PLoS ONE (Jan 2016)

Fluorogenic Substrates for In Situ Monitoring of Caspase-3 Activity in Live Cells.

  • Ana M Pérez-López,
  • M Lourdes Soria-Gila,
  • Emma R Marsden,
  • Annamaria Lilienkampf,
  • Mark Bradley

DOI
https://doi.org/10.1371/journal.pone.0153209
Journal volume & issue
Vol. 11, no. 5
p. e0153209

Abstract

Read online

The in situ detection of caspase-3 activity has applications in the imaging and monitoring of multiple pathologies, notably cancer. A series of cell penetrating FRET-based fluorogenic substrates were designed and synthesised for the detection of caspase-3 in live cells.
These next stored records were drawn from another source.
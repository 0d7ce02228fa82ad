//! Request planning
//!
//! The [`Planner`] turns a CRUD/RPC intent into one [`RestRequest`]. Table
//! operations target `{base}/rest/v1/{table}`, procedure calls target
//! `{base}/rest/v1/rpc/{name}`. Filters become query pairs in insertion
//! order; a `select` projection, when given, is appended as the final pair.

use serde_json::Value;

use crate::config::ClientConfig;
use crate::filter::FilterSet;
use crate::types::{Method, RestRequest};

/// Stateless request builder for the five operations.
#[derive(Debug, Clone)]
pub struct Planner {
    config: ClientConfig,
}

impl Planner {
    pub fn new(config: ClientConfig) -> Self {
        Self { config }
    }

    pub fn config(&self) -> &ClientConfig {
        &self.config
    }

    fn table_url(&self, table: &str) -> String {
        format!(
            "{}/rest/v1/{}",
            self.config.base_url(),
            table.trim_matches('/')
        )
    }

    fn rpc_url(&self, name: &str) -> String {
        format!(
            "{}/rest/v1/rpc/{}",
            self.config.base_url(),
            name.trim_matches('/')
        )
    }

    fn request(
        &self,
        method: Method,
        url: String,
        query: Vec<(String, String)>,
        body: Option<Value>,
    ) -> RestRequest {
        RestRequest {
            method,
            url,
            headers: self.config.headers(),
            query,
            body,
        }
    }

    /// POST a record into a table.
    pub fn create(&self, table: &str, record: Value) -> RestRequest {
        self.request(Method::Post, self.table_url(table), Vec::new(), Some(record))
    }

    /// GET rows matching `filters`, optionally projecting `select` columns.
    pub fn read(&self, table: &str, filters: &FilterSet, select: &[&str]) -> RestRequest {
        let mut query = filters.to_query_pairs();
        if !select.is_empty() {
            query.push(("select".to_string(), select.join(",")));
        }
        self.request(Method::Get, self.table_url(table), query, None)
    }

    /// PATCH rows matching `filters` with `changes`.
    pub fn update(&self, table: &str, filters: &FilterSet, changes: Value) -> RestRequest {
        self.request(
            Method::Patch,
            self.table_url(table),
            filters.to_query_pairs(),
            Some(changes),
        )
    }

    /// DELETE rows matching `filters`.
    pub fn delete(&self, table: &str, filters: &FilterSet) -> RestRequest {
        self.request(
            Method::Delete,
            self.table_url(table),
            filters.to_query_pairs(),
            None,
        )
    }

    /// POST a stored-procedure invocation with `args` as its parameters.
    pub fn call_procedure(&self, name: &str, args: Value) -> RestRequest {
        self.request(Method::Post, self.rpc_url(name), Vec::new(), Some(args))
    }
}
//! Reqwest-based REST client

use restcrud_core::{ClientConfig, FilterSet, Method, Planner, RestRequest, RestResponse};
use serde::Serialize;
use serde_json::Value;

use crate::error::RestError;

/// Client for a PostgREST-style backend.
///
/// Holds only immutable state after construction (the planner's
/// configuration and a `reqwest::Client`, which is internally reference
/// counted), so it is cheap to clone and safe to share across tasks. Each
/// operation is a single stateless request/response exchange: no retries,
/// no caching, no pagination handling.
#[derive(Debug, Clone)]
pub struct RestClient {
    http: reqwest::Client,
    planner: Planner,
}

impl RestClient {
    /// Create a client with a default `reqwest::Client`.
    pub fn new(config: ClientConfig) -> Self {
        Self::with_client(reqwest::Client::new(), config)
    }

    /// Create a client with a caller-configured `reqwest::Client`.
    ///
    /// Timeouts, proxies, and TLS settings belong to the transport; they
    /// are passed through unmodified.
    pub fn with_client(http: reqwest::Client, config: ClientConfig) -> Self {
        Self {
            http,
            planner: Planner::new(config),
        }
    }

    pub fn config(&self) -> &ClientConfig {
        self.planner.config()
    }

    /// Insert a record into `table`.
    ///
    /// Returns the inserted row(s) when the configured preference is
    /// `return=representation`, else `Value::Null`.
    ///
    /// # Errors
    ///
    /// [`RestError::Request`] on a non-2xx status, [`RestError::Transport`]
    /// on network failure.
    pub async fn create<T: Serialize>(&self, table: &str, record: &T) -> Result<Value, RestError> {
        let record = serde_json::to_value(record).map_err(RestError::Encode)?;
        self.execute(self.planner.create(table, record)).await
    }

    /// Fetch the rows of `table` matching `filters`, optionally projecting
    /// the `select` columns. An empty `select` fetches all columns.
    ///
    /// # Errors
    ///
    /// [`RestError::Request`] on a non-2xx status, [`RestError::Transport`]
    /// on network failure, [`RestError::UnexpectedBody`] if the backend
    /// answers with something other than a JSON array.
    pub async fn read(
        &self,
        table: &str,
        filters: &FilterSet,
        select: &[&str],
    ) -> Result<Vec<Value>, RestError> {
        match self.execute(self.planner.read(table, filters, select)).await? {
            Value::Array(rows) => Ok(rows),
            Value::Null => Ok(Vec::new()),
            other => Err(RestError::UnexpectedBody(format!(
                "expected a JSON array of rows, got: {other}"
            ))),
        }
    }

    /// Apply `changes` to the rows of `table` matching `filters`.
    pub async fn update<T: Serialize>(
        &self,
        table: &str,
        filters: &FilterSet,
        changes: &T,
    ) -> Result<Value, RestError> {
        let changes = serde_json::to_value(changes).map_err(RestError::Encode)?;
        self.execute(self.planner.update(table, filters, changes))
            .await
    }

    /// Delete the rows of `table` matching `filters`.
    pub async fn delete(&self, table: &str, filters: &FilterSet) -> Result<Value, RestError> {
        self.execute(self.planner.delete(table, filters)).await
    }

    /// Invoke the stored procedure `name` with `args` as its parameters
    /// and return its JSON result.
    pub async fn call_procedure<T: Serialize>(
        &self,
        name: &str,
        args: &T,
    ) -> Result<Value, RestError> {
        let args = serde_json::to_value(args).map_err(RestError::Encode)?;
        self.execute(self.planner.call_procedure(name, args)).await
    }

    /// Issue one planned request and normalize the outcome.
    async fn execute(&self, plan: RestRequest) -> Result<Value, RestError> {
        tracing::debug!(method = %plan.method, url = %plan.url, "issuing request");

        let mut request = self.http.request(to_reqwest(plan.method), &plan.url);
        for (name, value) in &plan.headers {
            request = request.header(name.as_str(), value.as_str());
        }
        if !plan.query.is_empty() {
            request = request.query(&plan.query);
        }
        if let Some(body) = &plan.body {
            request = request.json(body);
        }

        let response = request.send().await?;
        let status = response.status().as_u16();
        let url = response.url().to_string();
        let text = response.text().await?;

        let body = if text.trim().is_empty() {
            Value::Null
        } else {
            match serde_json::from_str(&text) {
                Ok(value) => value,
                // Error bodies are kept verbatim for diagnostics; a 2xx
                // body that is not JSON is a decode failure.
                Err(err) if (200..300).contains(&status) => {
                    return Err(RestError::Decode(err))
                }
                Err(_) => Value::String(text),
            }
        };

        let normalized = RestResponse { status, body };
        if !normalized.is_success() {
            let message = normalized
                .error_message()
                .unwrap_or("request failed")
                .to_string();
            return Err(RestError::Request {
                status: normalized.status,
                url,
                message,
                body: normalized.body,
            });
        }

        Ok(normalized.body)
    }
}

fn to_reqwest(method: Method) -> reqwest::Method {
    match method {
        Method::Get => reqwest::Method::GET,
        Method::Post => reqwest::Method::POST,
        Method::Patch => reqwest::Method::PATCH,
        Method::Delete => reqwest::Method::DELETE,
    }
}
A variety of modifications of the classical caspase-3 and caspase-7 substrate sequence Asp-Glu-Val-Asp were carried out in order to increase caspase-3 affinity and eliminate caspase-7 cross-reactivity. To allow cellular uptake and good solubility, the substrates were conjugated to a cationic peptoid. The most selective fluorogenic substrate 27, FAM-Ahx-Asp-Leu-Pro-Asp-Lys(MR)-Ahx, conjugated to the cell penetrating peptoid at the C-terminus, was able to detect and quantify caspase-3 activity in apoptotic cells without cross-reactivity by caspase-7.